■ **Required action**
Tell how many lines of the data include the word "access". Nothing but the number belongs in the answer.

■ **Task inputs**
# # #
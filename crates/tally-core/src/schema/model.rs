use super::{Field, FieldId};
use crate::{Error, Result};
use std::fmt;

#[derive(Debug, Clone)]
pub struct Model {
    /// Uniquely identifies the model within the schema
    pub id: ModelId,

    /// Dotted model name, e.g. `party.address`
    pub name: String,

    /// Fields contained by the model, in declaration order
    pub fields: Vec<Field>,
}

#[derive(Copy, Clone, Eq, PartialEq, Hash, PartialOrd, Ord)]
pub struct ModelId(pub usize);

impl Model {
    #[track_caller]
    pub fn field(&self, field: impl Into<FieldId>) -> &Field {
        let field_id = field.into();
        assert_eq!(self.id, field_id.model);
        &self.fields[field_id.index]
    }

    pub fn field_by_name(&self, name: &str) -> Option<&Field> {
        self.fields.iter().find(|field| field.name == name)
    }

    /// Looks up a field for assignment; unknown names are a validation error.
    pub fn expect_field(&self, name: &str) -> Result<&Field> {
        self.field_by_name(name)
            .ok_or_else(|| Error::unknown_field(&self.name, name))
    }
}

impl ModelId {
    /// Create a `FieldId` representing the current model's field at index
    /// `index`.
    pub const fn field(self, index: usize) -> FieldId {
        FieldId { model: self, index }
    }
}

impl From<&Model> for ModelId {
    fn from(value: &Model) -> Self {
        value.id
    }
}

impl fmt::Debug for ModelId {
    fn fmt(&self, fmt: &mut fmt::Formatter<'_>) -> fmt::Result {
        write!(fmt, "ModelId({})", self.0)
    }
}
# # #
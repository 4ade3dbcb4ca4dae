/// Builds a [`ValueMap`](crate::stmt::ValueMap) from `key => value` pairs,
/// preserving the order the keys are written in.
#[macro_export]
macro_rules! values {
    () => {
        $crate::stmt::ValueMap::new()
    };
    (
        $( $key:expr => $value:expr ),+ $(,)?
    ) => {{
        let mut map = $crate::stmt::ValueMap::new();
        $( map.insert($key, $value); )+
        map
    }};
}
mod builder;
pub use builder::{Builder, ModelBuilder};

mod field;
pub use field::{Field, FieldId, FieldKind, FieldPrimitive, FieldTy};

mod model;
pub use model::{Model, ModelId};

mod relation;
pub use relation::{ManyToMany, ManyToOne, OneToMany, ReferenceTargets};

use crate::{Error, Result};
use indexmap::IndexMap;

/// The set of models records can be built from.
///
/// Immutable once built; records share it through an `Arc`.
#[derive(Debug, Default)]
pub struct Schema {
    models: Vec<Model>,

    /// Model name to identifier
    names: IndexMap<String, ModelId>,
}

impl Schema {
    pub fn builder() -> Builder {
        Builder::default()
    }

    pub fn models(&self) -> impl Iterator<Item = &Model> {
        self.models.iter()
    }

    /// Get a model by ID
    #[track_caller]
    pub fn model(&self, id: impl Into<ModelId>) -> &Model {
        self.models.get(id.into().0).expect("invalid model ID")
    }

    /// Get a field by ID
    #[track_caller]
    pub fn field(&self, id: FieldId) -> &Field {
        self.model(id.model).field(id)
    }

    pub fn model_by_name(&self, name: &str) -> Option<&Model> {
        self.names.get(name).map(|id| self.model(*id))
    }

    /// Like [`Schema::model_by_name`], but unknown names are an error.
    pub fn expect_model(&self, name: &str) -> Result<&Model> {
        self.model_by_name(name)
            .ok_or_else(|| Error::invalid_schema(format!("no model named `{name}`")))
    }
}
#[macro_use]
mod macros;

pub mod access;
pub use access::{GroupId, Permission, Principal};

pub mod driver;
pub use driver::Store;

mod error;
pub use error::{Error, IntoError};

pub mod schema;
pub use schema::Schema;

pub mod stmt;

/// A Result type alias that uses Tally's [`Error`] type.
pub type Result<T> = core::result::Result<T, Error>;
# # #
■ **Task solution**
2